From the listing below, how many lines hold the word "bool"? Write only the number.

● ● ●

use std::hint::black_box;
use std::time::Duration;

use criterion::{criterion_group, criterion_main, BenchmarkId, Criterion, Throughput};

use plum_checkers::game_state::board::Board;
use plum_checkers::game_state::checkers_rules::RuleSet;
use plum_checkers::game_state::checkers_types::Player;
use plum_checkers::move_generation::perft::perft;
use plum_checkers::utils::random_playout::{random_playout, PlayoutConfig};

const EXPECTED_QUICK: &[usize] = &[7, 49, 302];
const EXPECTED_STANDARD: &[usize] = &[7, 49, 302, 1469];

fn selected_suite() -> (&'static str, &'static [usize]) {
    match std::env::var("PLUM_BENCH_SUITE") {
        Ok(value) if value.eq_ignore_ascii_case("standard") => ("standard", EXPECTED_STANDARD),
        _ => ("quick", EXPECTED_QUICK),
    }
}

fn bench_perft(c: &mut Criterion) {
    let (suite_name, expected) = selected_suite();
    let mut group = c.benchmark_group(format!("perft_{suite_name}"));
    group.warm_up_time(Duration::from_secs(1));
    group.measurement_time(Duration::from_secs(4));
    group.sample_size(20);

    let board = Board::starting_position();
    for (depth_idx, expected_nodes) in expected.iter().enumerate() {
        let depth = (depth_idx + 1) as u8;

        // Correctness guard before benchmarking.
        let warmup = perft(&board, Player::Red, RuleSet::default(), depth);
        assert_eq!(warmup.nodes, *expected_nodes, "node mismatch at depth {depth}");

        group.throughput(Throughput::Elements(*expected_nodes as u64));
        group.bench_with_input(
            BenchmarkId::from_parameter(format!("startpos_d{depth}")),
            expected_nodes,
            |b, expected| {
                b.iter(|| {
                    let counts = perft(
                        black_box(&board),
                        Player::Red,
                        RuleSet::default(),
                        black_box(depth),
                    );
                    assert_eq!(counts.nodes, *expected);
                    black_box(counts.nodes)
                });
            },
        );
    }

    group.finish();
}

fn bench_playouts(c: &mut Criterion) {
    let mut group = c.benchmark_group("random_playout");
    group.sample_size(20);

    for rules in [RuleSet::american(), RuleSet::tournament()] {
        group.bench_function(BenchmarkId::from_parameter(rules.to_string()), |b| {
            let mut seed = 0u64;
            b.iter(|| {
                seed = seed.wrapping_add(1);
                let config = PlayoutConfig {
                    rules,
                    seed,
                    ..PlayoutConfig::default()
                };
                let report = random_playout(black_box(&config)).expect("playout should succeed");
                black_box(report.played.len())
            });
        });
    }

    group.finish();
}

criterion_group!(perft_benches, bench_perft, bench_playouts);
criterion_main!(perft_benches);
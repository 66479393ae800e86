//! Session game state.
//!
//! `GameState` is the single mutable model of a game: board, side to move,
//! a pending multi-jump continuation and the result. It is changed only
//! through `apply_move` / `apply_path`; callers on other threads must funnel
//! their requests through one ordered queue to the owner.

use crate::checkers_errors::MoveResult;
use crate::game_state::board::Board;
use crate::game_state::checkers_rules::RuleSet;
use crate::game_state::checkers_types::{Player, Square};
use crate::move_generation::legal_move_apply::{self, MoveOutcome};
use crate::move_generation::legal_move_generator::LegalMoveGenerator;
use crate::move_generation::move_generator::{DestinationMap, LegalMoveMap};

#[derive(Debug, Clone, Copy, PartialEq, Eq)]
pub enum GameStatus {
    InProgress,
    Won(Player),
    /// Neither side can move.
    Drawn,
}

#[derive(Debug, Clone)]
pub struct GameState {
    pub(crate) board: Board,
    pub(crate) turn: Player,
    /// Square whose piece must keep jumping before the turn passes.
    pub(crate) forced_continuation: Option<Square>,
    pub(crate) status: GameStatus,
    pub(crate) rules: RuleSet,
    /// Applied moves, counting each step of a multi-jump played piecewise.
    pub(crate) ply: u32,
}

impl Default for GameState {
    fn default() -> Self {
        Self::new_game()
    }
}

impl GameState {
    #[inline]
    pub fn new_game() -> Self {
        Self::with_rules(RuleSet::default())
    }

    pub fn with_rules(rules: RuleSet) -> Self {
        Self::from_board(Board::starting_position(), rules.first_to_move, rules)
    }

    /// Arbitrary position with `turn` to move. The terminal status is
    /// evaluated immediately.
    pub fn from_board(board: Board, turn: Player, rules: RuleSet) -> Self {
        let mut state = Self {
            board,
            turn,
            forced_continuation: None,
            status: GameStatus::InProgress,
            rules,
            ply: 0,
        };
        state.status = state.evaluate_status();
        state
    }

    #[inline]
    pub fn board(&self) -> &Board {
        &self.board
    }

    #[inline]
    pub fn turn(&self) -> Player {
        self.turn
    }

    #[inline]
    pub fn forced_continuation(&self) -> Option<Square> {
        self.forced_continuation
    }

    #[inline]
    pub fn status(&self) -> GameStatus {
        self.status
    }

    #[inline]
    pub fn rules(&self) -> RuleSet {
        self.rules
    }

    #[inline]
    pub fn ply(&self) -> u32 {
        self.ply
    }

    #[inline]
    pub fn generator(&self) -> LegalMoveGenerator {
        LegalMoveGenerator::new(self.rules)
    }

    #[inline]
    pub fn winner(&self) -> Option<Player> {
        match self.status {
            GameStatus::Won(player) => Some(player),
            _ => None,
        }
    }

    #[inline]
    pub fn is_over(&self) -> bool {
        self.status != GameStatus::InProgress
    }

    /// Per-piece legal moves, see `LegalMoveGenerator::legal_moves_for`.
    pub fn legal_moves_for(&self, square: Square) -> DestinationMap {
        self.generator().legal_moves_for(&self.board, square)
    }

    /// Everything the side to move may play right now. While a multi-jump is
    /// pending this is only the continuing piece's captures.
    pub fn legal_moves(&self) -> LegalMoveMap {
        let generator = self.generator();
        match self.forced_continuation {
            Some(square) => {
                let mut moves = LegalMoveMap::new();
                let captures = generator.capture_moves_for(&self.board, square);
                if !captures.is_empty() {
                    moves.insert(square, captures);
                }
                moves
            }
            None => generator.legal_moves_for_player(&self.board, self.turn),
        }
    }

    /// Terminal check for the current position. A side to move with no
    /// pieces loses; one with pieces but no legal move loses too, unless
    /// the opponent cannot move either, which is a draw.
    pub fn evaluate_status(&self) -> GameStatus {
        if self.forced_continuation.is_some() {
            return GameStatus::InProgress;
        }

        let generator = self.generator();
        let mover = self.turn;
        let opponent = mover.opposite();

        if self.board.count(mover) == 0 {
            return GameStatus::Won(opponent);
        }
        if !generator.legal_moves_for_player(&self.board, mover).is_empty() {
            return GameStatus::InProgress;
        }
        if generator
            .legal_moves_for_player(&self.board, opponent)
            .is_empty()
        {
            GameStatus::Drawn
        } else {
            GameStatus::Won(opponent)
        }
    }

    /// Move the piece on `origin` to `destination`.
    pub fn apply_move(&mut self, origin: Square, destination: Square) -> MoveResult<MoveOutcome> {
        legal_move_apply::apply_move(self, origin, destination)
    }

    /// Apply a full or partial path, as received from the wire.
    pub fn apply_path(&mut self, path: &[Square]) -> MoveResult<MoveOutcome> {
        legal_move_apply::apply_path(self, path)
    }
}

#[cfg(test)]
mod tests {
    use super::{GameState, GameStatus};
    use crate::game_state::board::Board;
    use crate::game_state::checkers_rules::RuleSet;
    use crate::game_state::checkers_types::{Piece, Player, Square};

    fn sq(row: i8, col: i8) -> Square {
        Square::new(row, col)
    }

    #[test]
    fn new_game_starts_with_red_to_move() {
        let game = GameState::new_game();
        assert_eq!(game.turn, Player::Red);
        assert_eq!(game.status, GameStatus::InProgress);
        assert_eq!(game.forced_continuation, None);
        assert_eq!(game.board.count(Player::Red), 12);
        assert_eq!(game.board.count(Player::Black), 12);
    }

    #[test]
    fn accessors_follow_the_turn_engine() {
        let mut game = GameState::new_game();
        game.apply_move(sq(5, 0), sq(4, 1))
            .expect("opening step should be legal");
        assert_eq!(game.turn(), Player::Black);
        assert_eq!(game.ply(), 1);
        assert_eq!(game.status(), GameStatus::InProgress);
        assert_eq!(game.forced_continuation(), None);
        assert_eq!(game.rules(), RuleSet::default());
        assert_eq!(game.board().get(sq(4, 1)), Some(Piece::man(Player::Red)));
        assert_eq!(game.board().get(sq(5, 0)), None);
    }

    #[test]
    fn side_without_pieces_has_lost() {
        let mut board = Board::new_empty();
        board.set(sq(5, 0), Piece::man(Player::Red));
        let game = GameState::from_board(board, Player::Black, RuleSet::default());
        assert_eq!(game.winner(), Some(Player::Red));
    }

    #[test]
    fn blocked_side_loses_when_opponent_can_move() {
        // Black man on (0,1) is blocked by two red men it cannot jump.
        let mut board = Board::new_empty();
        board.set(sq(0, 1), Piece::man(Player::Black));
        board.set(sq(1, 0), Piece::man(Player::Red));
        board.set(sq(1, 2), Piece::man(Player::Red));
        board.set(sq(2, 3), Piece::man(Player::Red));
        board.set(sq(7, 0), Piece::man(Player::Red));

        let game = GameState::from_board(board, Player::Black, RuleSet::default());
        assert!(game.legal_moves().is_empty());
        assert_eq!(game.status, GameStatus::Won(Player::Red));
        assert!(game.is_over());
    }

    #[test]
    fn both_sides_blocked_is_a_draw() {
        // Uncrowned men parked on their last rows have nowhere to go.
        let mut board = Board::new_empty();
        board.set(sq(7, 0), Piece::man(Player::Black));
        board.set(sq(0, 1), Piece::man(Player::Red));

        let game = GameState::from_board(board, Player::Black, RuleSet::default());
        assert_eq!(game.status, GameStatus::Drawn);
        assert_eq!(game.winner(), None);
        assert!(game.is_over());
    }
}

● ● ●

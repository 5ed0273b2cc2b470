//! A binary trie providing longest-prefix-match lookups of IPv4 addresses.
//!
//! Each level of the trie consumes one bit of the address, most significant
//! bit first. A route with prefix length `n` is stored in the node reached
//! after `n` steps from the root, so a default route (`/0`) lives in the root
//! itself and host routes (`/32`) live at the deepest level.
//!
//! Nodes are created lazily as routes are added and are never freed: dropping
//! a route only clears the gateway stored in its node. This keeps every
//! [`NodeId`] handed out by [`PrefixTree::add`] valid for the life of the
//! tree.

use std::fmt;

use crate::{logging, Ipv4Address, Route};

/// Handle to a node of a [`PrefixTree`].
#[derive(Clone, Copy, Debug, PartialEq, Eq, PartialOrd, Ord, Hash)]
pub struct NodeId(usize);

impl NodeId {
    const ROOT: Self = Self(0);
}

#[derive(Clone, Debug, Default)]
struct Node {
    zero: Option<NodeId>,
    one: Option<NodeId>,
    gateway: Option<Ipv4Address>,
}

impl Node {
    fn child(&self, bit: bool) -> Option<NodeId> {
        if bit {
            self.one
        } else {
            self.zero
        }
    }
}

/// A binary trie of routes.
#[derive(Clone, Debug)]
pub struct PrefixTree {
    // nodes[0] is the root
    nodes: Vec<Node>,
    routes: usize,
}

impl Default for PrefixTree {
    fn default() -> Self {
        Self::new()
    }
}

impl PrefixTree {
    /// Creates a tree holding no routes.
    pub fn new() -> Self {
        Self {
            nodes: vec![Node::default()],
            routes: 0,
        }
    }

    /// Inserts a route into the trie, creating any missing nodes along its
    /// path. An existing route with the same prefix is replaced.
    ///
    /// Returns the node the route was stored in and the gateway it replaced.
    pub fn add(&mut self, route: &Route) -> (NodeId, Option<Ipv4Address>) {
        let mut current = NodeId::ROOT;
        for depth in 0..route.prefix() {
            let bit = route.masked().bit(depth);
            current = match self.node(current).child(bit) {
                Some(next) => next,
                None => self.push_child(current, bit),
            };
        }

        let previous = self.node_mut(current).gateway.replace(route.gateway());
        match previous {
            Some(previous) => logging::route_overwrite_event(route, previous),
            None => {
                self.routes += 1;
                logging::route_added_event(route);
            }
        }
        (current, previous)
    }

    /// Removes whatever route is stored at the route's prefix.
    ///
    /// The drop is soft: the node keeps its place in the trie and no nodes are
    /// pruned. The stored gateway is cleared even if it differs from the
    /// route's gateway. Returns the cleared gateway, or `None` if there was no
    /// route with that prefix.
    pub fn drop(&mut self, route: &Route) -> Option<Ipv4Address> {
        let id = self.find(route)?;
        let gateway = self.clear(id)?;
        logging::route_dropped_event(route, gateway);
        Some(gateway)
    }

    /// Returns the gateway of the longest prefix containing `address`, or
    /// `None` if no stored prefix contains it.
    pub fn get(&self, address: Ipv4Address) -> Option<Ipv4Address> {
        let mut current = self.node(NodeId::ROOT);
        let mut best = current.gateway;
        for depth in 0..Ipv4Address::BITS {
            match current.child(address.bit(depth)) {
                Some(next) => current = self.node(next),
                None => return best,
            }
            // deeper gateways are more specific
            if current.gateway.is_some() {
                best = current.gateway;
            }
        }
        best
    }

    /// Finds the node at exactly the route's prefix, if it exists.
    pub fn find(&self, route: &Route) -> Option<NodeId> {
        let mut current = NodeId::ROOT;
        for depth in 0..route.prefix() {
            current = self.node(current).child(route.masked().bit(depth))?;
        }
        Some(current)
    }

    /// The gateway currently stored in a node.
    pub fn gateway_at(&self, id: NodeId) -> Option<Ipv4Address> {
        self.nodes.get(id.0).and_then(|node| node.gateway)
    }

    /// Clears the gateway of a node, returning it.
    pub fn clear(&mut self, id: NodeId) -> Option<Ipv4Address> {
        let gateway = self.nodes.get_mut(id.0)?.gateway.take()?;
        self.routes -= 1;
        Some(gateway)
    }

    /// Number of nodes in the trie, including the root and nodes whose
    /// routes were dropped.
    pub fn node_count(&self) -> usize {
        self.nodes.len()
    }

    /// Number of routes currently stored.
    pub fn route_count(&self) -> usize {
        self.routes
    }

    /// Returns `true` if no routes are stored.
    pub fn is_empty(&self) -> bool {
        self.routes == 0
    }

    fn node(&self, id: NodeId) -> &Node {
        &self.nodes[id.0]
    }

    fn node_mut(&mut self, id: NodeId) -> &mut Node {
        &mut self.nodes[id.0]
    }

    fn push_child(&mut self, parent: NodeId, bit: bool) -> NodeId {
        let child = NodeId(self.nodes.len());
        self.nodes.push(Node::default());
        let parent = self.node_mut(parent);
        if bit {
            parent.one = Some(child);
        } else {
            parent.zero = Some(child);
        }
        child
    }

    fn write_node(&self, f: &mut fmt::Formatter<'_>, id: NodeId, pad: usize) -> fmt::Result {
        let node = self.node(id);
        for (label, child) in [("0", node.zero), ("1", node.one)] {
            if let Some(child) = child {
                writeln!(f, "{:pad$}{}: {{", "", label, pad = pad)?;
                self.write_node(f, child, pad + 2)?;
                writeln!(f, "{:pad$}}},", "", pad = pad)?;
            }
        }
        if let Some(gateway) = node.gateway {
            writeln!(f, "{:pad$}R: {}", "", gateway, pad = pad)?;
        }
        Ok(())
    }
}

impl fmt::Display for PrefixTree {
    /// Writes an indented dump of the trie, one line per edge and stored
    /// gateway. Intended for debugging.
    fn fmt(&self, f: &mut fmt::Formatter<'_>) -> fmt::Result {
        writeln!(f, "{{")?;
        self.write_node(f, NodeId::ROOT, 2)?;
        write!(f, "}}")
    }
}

● ● ●

** Result **
4